Reputation: 301
Currently I have two MySQL tables
Properties
id name
1 Grove house
2 howard house
3 sunny side
Advanced options
prop_id name
1 Wifi
1 Enclosed garden
1 Swimming pool
2 Swimming pool
As you can see table two contains specific features about the properties
When I only have max 3 options the query below worked just fine. (maybe a little slow but ok) now things have expanded somewhat and i have a max of 12 options that it is possible to search by and its causing me some major speed issues. The query below is for 8 options and as you can see its very messy. Is there a better way of doing what I'm trying to achieve?
SELECT * FROM properties WHERE id in (
select prop_id from advanced_options where name = 'Within 2 miles of sea or river' and prop_id in (
select prop_id from advanced_options where name = 'WiFi' and prop_id in (
select prop_id from advanced_options where name = 'Walking distance to pub' and prop_id in (
select prop_id from advanced_options where name = 'Swimming pool' and prop_id in (
select prop_id from advanced_options where name = 'Sea or River views' and prop_id in (
select prop_id from advanced_options where name = 'Pet friendly' and prop_id in (
select prop_id from advanced_options where name = 'Open fire, wood burning stove or a real flame fire-place' and prop_id in (
select prop_id from advanced_options where name='Off road parking')
)
)
)
)
)
)
)
Upvotes: 0
Views: 103
Reputation: 2631
Like Mike Brant suggest I would consider altering your datamodel to a limit to set and creating a column for each of these in your properties
table. But some times the boss comes: "We also need 'flatscreen tv'" and then you have to go back to the DB and update the scheme and your data access layer.
A way to move this logic somehow out if the database it to use bitwise comparison. This allows you to make simple queries, but requires a bit of preprocessing before you make your query.
Judge for yourself.
I've put everything in a test suite for you here sqlfiddle
The basic idea is that each property in your table has an id that is the power of 2. Like this:
INSERT INTO `advanced_options` (id, name)
VALUES
(1, 'Wifi'),
(2, 'Enclosing Garden'),
(8, 'Swimming Pool'),
(16, 'Grill');
You can then store a single value in your properties table buy adding up the options:
Wifi + Swimming Pool = 1 + 8 = 9
If you want to find all properties with wifi and a swimming pool you then do like this:
SELECT * FROM `properties` WHERE `advanced_options` & 9 = 9
If you just wanted swimming pool this would be it:
SELECT * FROM `properties` WHERE `advanced_options` & 8 = 8
Go try out the fiddle
Upvotes: 3
Reputation: 2874
Could you do something like this?:
select p.*,count(a.prop_id) as cnt
from properties p
inner join advanced_options a on a.prop_id = p.id
where a.name in ('Enclosed garden','Swimming pool')
group by p.name
having cnt = 2
That query would get all the properties that have ALL of those advanced_options...
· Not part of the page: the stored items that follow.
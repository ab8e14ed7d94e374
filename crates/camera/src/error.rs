use raycam_kernel::KernelError;

/// Errors from camera setup and ray generation.
#[derive(Debug, Clone, PartialEq, thiserror::Error)]
pub enum CameraError {
    #[error("invalid camera configuration: {0}")]
    InvalidConfiguration(String),
    #[error(transparent)]
    Kernel(#[from] KernelError),
}
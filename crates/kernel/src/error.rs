/// Errors from kernel operations.
#[derive(Debug, Clone, PartialEq, thiserror::Error)]
pub enum KernelError {
    #[error("dimension mismatch: cannot multiply {lhs_rows}x{lhs_cols} by {rhs_rows}x{rhs_cols}")]
    DimensionMismatch {
        lhs_rows: usize,
        lhs_cols: usize,
        rhs_rows: usize,
        rhs_cols: usize,
    },
    #[error("matrix data has {len} entries, expected {rows}x{cols}")]
    ShapeMismatch { rows: usize, cols: usize, len: usize },
    #[error("invalid axis '{0}': expected 'x', 'y', or 'z'")]
    InvalidAxis(char),
    #[error("invalid rotation order {0:?}: expected three axis labels")]
    InvalidOrder(String),
}
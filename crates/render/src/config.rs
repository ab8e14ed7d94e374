use glam::Vec3;
use raycam_camera::CameraIntrinsics;
use raycam_common::{Color, Pose};
use raycam_kernel::EulerOrder;
use raycam_scene::ObjectFilter;
use serde::{Deserialize, Serialize};

use crate::error::RenderError;

/// Per-call render settings. Built once and passed down the pipeline.
#[derive(Debug, Clone, Copy, PartialEq, Serialize, Deserialize)]
#[serde(default)]
pub struct RenderConfig {
    /// Number of sampled pixel rows; columns follow from the aspect ratio.
    pub row_count: usize,
    /// Color written for rays that hit nothing.
    pub miss_color: Color,
    /// Farthest hit distance a ray may report.
    pub max_distance: f32,
    /// Which scene layers are intersectable.
    pub filter: ObjectFilter,
    /// Euler composition order for camera and light orientations.
    pub order: EulerOrder,
    /// Shade rows on the rayon pool instead of the calling thread.
    pub parallel: bool,
}

impl Default for RenderConfig {
    fn default() -> Self {
        Self {
            row_count: 64,
            miss_color: Color::BLACK,
            max_distance: 1000.0,
            filter: ObjectFilter::ALL,
            order: EulerOrder::ZXY,
            parallel: true,
        }
    }
}

impl RenderConfig {
    pub fn validate(&self) -> Result<(), RenderError> {
        if self.max_distance.is_nan() || self.max_distance <= 0.0 {
            return Err(RenderError::InvalidConfiguration(format!(
                "max distance must be positive, got {}",
                self.max_distance
            )));
        }
        Ok(())
    }
}

/// Camera and light placement for one frame.
#[derive(Debug, Clone, Copy, PartialEq, Serialize, Deserialize)]
#[serde(default)]
pub struct RenderView {
    pub pose: Pose,
    pub intrinsics: CameraIntrinsics,
    /// Euler angles (degrees) of the directional light; it shines along its
    /// local +Z.
    pub light_orientation: Vec3,
}

impl Default for RenderView {
    fn default() -> Self {
        Self {
            pose: Pose::default(),
            intrinsics: CameraIntrinsics::default(),
            light_orientation: Vec3::new(50.0, -30.0, 0.0),
        }
    }
}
I would also suggest normalizing your tables by creating a separate table Called Advanced_option (id,name)
where you store your unique Option values and then create a junction entity table like Property_x_AdvancedOption (fk_PropertyID, FK_AdvancedOptionID)
that way you use less resources and avoid data integrity issues.
Upvotes: 0
Reputation: 16362
Join back to the advanced_options table multiple times. Here's a sample with 2 (lather, rinse, repeat).
select o1.prop_id
from advanced_options o1
inner join advanced_options o2 on o1.prop_id = o2.prop_id and o2.name = "WiFi"
where o1.name = 'Within 2 miles of sea or river'
Upvotes: 0
Reputation: 71384
You really need to consider a schema change to your table. It seems that advanced options in and of themselves don't have any properties, so instead of an advanced_options
table that is trying to be a many-to-many JOIN table, why not just have a property_options
table with a field for each "options". Something like this
|prop_id | wifi | swimming_pool | etc..
-----------------------------------
| 1 | 0 | 1 |
| 2 | 1 | 0 |
Here each field is a simple TINYINT field with 0/1 boolean representation.
To where you could query like:
SELECT * FROM properties AS p
INNER JOIN property_options AS po ON p.id = po.prop.id
WHERE wifi = 1 AND swimming_pool = 1 ....
Here you would just build your WHERE
clause based on which options you are querying for.
There actually wouldn't be any need to even have a separate table, as these records would have a one-to-one relationship with the properties, so you could normalize these fields onto you properties table if you like.